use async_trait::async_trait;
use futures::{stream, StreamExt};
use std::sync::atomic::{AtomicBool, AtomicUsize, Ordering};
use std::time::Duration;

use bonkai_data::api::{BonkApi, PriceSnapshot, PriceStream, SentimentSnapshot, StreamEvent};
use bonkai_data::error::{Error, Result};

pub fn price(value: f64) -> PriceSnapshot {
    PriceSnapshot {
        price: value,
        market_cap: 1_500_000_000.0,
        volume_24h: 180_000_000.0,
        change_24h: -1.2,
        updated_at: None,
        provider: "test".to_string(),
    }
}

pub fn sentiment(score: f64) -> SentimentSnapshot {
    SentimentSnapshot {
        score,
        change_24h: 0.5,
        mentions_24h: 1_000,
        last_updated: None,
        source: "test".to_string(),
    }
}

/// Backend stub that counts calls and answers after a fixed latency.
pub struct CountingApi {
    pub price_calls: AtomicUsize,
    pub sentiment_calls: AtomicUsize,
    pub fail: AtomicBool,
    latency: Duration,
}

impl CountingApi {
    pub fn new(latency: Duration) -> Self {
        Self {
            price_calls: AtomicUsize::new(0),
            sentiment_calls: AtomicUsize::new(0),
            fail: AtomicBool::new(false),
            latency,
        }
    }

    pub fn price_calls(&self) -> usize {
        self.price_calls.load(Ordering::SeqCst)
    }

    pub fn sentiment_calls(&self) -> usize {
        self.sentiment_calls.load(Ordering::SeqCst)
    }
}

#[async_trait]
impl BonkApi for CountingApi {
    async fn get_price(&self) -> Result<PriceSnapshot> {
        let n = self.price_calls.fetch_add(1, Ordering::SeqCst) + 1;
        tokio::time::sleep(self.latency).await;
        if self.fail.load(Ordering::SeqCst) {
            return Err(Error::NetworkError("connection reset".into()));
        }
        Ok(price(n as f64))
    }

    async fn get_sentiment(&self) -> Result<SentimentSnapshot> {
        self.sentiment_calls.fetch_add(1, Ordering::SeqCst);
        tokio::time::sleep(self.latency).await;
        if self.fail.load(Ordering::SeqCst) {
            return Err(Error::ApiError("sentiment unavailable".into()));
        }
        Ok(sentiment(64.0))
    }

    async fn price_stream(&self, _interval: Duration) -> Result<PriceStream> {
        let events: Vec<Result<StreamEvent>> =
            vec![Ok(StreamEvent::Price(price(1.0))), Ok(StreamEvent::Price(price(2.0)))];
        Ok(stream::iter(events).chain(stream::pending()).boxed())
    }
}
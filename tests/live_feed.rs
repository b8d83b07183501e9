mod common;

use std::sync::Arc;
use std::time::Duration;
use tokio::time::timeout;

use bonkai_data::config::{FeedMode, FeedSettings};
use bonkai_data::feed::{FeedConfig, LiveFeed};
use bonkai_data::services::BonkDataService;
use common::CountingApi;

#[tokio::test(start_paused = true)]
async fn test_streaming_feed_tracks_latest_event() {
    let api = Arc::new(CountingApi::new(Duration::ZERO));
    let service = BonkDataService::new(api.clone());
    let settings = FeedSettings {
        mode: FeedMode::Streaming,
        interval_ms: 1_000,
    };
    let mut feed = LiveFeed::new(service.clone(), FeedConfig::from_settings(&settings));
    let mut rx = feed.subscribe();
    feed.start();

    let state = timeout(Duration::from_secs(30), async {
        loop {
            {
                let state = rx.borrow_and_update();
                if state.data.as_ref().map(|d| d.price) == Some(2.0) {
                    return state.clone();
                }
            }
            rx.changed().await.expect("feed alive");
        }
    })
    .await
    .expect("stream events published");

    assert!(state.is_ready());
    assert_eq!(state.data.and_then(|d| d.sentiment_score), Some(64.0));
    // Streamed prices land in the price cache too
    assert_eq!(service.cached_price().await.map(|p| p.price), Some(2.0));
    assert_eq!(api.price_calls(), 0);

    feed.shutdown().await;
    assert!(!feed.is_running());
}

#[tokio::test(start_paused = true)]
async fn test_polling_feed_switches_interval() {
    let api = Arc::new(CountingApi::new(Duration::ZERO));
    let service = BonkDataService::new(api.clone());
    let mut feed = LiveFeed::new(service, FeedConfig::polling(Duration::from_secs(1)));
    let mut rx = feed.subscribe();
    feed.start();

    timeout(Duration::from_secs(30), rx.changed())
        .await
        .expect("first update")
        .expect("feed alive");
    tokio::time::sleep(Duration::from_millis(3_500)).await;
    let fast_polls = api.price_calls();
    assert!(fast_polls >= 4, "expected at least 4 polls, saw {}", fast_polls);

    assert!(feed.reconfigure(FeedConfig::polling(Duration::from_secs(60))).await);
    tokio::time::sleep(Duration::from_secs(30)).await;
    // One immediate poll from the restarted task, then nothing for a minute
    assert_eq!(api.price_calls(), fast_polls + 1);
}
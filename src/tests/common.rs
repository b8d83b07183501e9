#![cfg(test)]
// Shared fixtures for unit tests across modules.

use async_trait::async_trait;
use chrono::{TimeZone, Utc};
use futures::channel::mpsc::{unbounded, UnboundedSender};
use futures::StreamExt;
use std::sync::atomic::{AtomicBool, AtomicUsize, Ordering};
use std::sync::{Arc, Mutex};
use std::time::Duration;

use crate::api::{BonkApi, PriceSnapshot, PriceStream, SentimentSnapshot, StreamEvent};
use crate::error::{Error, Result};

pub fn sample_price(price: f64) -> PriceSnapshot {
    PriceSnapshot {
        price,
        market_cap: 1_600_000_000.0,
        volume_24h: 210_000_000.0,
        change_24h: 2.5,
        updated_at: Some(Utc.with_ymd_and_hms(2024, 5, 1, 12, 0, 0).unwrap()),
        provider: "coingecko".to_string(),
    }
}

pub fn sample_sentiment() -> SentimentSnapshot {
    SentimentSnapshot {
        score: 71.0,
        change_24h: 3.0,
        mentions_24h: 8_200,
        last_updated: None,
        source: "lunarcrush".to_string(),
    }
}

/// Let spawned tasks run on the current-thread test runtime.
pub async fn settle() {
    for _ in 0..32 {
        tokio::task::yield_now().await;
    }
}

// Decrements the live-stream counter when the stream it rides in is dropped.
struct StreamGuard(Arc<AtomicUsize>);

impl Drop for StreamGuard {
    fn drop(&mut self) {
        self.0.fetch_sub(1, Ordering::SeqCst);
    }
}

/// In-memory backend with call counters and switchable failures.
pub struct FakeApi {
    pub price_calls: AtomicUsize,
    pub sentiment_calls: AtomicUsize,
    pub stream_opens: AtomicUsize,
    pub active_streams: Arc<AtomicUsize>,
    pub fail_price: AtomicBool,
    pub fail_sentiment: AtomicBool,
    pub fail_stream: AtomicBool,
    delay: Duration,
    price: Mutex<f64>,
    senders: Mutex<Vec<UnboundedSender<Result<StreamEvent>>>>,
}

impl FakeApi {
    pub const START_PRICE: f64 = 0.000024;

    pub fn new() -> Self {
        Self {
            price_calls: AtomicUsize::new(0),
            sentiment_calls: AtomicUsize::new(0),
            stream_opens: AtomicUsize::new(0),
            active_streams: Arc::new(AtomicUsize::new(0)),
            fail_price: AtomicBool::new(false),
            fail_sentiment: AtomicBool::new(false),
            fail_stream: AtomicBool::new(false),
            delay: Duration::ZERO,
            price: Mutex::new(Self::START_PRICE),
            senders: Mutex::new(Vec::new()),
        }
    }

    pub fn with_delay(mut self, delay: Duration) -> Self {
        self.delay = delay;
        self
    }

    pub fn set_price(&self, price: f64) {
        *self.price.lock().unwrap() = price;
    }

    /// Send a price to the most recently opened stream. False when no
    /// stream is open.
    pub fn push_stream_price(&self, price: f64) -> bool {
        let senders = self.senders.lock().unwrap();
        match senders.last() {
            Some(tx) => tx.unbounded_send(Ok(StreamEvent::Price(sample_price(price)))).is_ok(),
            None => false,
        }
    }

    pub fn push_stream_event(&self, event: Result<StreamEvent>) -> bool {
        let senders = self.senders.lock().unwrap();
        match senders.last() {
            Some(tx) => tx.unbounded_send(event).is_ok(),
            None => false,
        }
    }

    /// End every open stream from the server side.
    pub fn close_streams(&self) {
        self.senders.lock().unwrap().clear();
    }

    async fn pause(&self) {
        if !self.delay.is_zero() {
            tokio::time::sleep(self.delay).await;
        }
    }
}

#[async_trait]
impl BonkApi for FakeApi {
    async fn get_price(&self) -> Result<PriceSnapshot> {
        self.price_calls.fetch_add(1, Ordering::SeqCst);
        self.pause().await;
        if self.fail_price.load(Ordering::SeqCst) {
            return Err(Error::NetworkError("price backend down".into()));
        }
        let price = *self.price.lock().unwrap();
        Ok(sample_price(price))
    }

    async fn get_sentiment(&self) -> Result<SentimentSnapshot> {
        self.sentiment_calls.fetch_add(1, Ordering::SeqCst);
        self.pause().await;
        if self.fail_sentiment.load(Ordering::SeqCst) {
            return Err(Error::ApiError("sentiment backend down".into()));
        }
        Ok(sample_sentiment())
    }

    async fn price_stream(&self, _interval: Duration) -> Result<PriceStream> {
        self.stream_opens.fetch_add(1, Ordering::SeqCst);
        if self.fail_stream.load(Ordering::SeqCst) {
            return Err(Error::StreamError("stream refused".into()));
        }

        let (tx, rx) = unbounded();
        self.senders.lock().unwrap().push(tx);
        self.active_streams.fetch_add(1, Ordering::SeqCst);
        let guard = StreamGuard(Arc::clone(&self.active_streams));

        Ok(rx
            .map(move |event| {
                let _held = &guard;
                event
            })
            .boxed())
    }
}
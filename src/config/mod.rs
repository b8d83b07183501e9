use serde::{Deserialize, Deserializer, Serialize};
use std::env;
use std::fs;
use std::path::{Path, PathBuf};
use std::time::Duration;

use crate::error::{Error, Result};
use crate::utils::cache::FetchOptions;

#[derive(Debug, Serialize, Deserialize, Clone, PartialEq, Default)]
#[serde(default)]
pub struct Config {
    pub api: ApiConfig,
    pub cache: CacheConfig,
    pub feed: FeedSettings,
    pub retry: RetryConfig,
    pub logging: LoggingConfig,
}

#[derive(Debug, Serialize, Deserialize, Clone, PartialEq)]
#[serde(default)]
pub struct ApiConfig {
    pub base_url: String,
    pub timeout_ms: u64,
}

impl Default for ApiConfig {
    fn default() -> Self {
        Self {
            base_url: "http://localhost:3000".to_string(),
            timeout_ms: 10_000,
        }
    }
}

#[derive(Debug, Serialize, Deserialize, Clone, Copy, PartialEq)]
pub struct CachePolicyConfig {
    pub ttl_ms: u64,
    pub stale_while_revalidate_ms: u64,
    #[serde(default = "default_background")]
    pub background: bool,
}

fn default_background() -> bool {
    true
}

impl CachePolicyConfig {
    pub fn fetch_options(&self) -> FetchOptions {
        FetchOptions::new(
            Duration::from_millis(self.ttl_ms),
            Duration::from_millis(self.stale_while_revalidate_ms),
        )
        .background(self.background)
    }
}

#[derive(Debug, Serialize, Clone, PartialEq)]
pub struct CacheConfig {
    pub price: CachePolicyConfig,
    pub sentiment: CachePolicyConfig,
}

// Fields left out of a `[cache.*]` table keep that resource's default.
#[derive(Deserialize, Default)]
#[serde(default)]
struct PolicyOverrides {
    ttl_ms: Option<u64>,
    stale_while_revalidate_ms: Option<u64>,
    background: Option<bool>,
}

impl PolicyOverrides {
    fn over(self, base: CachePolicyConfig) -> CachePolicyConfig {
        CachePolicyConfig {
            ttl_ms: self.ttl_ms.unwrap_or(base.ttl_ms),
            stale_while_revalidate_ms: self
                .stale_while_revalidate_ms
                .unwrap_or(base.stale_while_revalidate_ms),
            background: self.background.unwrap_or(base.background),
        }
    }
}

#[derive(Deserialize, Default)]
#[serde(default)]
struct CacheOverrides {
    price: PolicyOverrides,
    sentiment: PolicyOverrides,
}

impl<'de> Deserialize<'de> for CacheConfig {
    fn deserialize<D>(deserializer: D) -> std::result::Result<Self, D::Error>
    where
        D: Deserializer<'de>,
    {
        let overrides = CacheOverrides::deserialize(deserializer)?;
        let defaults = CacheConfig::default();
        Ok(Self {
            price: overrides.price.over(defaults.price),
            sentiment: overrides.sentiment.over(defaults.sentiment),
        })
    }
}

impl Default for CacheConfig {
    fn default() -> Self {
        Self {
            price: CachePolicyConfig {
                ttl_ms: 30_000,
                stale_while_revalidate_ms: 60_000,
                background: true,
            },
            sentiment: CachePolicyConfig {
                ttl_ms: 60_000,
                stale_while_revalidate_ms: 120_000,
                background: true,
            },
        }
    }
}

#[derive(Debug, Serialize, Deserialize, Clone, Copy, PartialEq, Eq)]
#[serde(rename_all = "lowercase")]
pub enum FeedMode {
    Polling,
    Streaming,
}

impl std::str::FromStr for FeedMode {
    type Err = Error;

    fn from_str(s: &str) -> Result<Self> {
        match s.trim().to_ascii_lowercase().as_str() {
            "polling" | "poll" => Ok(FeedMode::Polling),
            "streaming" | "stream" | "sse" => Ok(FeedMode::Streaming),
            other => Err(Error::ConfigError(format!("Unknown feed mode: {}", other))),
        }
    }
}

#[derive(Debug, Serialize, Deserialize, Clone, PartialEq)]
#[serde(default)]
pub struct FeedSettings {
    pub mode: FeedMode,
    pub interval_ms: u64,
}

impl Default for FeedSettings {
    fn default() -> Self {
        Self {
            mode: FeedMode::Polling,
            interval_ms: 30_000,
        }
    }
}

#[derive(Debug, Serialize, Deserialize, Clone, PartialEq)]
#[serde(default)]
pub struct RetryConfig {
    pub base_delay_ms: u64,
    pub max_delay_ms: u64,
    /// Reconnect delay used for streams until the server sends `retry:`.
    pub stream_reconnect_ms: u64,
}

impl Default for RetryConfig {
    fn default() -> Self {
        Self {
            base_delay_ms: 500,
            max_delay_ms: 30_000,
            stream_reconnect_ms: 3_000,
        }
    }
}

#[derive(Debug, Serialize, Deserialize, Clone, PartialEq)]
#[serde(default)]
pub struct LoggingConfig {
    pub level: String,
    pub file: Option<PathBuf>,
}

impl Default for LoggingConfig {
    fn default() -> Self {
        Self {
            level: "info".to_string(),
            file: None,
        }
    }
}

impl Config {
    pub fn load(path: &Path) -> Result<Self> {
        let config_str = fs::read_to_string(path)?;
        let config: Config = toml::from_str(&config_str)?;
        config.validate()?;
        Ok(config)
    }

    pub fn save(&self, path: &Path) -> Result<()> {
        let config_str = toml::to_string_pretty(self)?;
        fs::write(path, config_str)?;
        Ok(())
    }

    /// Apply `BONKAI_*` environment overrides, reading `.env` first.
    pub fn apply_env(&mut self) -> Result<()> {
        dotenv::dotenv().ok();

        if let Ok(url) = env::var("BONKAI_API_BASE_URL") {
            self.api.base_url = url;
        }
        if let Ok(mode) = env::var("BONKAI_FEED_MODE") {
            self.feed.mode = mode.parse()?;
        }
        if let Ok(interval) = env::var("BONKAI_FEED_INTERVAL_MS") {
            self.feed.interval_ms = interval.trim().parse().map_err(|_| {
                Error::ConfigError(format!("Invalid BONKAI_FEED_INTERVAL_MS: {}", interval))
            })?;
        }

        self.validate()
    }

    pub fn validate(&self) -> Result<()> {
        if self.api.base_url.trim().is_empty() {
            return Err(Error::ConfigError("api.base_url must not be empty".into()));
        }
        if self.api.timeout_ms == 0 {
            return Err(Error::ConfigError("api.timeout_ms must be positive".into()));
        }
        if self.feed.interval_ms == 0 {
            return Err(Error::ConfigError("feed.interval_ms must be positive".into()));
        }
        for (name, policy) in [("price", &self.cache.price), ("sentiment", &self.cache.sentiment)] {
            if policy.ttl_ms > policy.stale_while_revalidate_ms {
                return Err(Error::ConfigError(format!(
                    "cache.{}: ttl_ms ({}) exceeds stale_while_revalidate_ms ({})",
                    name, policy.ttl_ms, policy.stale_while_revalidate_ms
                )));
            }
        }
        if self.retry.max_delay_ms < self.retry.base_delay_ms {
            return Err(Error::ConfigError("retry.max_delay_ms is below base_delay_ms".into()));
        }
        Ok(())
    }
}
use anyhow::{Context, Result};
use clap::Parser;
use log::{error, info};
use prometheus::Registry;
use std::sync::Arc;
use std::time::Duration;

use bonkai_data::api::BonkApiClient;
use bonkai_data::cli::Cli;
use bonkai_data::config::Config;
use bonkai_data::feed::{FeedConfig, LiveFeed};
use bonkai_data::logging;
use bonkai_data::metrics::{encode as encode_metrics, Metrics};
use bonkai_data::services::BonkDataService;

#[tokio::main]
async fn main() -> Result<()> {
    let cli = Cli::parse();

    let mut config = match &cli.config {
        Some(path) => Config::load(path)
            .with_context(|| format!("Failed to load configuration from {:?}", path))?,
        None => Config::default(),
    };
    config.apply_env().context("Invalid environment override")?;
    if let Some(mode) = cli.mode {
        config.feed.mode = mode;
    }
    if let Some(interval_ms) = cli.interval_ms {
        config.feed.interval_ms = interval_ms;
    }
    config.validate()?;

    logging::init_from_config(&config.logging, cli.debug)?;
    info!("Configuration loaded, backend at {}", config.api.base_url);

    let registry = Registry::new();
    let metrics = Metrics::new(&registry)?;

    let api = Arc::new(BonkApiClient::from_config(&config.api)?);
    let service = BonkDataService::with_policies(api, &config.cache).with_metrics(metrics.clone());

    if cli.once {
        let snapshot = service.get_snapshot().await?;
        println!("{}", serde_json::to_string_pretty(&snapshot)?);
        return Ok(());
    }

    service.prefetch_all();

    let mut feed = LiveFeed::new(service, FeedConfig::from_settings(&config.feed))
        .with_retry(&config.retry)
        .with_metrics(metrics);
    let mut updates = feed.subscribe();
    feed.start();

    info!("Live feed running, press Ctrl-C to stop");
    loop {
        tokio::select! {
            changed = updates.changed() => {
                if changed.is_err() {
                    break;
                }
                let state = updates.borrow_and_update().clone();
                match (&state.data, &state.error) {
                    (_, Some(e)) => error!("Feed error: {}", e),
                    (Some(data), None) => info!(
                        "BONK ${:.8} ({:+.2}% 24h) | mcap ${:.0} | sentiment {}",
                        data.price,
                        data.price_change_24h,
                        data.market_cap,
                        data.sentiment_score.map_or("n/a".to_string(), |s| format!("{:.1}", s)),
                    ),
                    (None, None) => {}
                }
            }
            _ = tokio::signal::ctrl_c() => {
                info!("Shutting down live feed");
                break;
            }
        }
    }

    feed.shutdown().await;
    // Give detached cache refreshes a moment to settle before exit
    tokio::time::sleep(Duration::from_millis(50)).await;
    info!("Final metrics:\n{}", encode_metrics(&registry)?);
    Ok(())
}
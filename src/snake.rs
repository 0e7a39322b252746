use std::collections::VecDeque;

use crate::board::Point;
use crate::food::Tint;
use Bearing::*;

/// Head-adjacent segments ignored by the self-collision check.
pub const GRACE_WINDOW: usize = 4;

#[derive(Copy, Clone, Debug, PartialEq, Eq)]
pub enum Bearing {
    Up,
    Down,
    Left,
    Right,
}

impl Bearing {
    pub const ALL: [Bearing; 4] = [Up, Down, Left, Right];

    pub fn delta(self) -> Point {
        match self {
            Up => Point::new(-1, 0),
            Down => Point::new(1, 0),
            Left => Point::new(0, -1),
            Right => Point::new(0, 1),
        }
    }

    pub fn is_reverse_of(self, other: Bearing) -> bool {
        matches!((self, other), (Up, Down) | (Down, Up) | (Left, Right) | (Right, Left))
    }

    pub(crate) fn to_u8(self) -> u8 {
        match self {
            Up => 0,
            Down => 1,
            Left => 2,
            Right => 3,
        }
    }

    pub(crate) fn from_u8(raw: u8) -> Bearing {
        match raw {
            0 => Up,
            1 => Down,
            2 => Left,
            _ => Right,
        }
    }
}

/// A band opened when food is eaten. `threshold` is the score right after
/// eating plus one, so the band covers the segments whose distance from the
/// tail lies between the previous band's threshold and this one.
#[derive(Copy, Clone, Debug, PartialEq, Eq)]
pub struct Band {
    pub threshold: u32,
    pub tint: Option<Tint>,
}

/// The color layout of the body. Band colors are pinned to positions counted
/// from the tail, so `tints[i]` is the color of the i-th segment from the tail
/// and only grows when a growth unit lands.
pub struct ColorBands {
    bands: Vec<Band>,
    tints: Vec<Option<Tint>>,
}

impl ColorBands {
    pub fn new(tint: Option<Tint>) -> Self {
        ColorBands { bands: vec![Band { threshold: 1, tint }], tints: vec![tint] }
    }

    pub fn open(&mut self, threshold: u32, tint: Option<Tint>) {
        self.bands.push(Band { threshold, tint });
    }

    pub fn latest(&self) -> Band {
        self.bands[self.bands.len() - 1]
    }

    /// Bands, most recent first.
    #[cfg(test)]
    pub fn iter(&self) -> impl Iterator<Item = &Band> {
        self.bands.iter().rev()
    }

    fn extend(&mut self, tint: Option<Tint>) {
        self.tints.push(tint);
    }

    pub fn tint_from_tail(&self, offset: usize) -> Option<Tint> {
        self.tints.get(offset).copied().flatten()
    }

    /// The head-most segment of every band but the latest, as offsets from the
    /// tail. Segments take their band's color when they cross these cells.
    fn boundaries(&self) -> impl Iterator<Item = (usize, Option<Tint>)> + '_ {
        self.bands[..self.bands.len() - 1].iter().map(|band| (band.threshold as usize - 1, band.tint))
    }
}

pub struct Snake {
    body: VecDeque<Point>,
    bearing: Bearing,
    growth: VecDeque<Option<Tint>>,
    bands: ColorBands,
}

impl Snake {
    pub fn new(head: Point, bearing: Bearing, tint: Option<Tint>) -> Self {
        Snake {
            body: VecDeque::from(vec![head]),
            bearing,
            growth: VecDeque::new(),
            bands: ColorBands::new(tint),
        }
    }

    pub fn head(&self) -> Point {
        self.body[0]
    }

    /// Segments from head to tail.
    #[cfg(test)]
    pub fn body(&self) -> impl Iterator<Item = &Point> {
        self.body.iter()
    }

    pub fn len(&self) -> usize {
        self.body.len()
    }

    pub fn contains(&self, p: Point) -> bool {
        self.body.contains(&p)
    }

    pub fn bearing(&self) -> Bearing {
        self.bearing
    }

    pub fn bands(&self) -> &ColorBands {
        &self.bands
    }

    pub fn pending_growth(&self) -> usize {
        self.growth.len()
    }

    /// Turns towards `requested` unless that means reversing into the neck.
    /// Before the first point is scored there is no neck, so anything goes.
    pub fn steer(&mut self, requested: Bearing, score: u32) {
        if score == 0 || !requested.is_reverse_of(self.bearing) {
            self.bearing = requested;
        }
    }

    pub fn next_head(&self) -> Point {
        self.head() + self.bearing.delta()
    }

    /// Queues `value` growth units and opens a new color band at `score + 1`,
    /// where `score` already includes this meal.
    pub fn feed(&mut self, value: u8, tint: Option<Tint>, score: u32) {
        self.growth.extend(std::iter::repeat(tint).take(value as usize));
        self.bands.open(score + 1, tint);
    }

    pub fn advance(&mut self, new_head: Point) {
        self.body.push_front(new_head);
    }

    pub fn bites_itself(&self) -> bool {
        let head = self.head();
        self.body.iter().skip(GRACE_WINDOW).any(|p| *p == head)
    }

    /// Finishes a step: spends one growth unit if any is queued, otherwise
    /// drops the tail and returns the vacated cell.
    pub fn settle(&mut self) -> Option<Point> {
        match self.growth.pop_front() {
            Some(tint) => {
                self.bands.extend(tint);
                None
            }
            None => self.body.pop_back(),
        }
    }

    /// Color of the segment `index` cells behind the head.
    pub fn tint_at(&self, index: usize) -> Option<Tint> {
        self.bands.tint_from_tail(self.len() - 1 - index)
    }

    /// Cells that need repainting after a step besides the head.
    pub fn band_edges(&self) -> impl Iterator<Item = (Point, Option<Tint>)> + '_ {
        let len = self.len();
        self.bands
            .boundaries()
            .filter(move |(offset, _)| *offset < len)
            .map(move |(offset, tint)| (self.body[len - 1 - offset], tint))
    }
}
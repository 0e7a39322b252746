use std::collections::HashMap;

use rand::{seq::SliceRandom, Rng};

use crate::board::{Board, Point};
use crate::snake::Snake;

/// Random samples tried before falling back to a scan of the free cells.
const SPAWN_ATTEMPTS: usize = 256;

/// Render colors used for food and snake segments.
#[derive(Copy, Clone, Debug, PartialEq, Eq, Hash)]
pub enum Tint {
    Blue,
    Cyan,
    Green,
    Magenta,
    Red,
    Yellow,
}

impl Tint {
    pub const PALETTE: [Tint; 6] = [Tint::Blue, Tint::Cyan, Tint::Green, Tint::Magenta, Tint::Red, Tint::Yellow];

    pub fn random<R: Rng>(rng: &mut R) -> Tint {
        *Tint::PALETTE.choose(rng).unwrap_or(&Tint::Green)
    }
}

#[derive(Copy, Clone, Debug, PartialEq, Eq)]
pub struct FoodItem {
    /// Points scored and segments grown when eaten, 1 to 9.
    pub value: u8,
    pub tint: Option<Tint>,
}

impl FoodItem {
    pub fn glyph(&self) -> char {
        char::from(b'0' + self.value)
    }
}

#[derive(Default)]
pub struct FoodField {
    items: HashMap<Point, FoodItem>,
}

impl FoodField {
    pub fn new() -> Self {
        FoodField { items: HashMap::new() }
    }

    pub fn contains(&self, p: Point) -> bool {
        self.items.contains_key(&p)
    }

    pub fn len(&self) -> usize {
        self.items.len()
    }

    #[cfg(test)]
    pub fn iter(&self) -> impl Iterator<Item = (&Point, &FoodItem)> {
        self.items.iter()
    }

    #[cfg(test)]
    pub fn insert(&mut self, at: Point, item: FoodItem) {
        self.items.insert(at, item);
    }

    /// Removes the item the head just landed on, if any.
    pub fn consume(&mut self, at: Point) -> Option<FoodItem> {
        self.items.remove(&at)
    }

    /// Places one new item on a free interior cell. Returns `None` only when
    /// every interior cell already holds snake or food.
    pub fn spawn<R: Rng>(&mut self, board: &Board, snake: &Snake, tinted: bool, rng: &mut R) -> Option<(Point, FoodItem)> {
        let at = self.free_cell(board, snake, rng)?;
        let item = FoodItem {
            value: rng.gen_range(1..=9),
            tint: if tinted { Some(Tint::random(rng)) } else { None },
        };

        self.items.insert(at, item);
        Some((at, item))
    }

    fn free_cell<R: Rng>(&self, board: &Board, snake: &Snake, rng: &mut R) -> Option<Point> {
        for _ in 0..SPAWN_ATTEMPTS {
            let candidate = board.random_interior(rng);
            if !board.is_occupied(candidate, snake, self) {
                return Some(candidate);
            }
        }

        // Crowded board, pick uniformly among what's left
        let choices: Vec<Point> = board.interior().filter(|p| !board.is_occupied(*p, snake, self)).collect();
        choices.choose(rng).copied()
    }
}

EXERCISE DIRECTIONS =
Return every line in the listing that contains the word "tests".

RESPONSE FOR THIS EXERCISE =
filename tests/live_feed.rs
filename src/tests/common.rs
// Shared fixtures for unit tests across modules.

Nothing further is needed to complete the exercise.